Transcribe the data exactly, stopping after the "filename crates/api-server/src/main.rs" line.

Stored data entries
++++
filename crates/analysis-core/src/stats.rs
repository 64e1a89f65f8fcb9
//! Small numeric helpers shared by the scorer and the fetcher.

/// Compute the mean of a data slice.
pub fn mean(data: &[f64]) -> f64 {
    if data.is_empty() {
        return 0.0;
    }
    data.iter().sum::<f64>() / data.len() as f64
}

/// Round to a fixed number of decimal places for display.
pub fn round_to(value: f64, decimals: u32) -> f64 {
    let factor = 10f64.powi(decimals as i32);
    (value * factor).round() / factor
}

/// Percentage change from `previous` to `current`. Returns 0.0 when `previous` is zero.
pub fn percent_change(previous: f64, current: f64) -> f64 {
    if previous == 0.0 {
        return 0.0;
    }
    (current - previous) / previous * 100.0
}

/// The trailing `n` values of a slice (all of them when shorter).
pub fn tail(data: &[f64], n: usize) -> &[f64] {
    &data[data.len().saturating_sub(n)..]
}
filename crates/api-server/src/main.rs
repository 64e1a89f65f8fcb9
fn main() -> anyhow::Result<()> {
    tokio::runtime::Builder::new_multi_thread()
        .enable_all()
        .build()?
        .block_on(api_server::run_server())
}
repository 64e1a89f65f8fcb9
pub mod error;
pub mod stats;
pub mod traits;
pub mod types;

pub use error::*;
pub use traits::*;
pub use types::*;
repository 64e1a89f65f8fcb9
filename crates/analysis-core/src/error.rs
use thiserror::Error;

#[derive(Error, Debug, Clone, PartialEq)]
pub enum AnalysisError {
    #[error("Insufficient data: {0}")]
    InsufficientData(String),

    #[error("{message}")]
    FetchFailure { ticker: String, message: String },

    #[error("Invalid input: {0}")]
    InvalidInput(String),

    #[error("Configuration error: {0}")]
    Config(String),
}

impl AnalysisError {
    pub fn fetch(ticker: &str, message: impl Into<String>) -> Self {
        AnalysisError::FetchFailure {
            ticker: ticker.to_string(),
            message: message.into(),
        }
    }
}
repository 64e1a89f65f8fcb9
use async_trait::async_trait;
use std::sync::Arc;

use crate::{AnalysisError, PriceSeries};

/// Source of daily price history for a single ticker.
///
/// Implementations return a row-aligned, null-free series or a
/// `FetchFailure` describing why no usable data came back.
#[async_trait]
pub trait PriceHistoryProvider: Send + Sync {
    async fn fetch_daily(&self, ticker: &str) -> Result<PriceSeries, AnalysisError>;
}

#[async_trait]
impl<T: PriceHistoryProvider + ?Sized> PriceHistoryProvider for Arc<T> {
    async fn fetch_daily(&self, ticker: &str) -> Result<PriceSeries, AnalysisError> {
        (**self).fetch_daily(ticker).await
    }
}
++++
Task solution
filename crates/analysis-core/src/stats.rs
repository 64e1a89f65f8fcb9
//! Small numeric helpers shared by the scorer and the fetcher.

/// Compute the mean of a data slice.
pub fn mean(data: &[f64]) -> f64 {
    if data.is_empty() {
        return 0.0;
    }
    data.iter().sum::<f64>() / data.len() as f64
}

/// Round to a fixed number of decimal places for display.
pub fn round_to(value: f64, decimals: u32) -> f64 {
    let factor = 10f64.powi(decimals as i32);
    (value * factor).round() / factor
}

/// Percentage change from `previous` to `current`. Returns 0.0 when `previous` is zero.
pub fn percent_change(previous: f64, current: f64) -> f64 {
    if previous == 0.0 {
        return 0.0;
    }
    (current - previous) / previous * 100.0
}

/// The trailing `n` values of a slice (all of them when shorter).
pub fn tail(data: &[f64], n: usize) -> &[f64] {
    &data[data.len().saturating_sub(n)..]
}
filename crates/api-server/src/main.rs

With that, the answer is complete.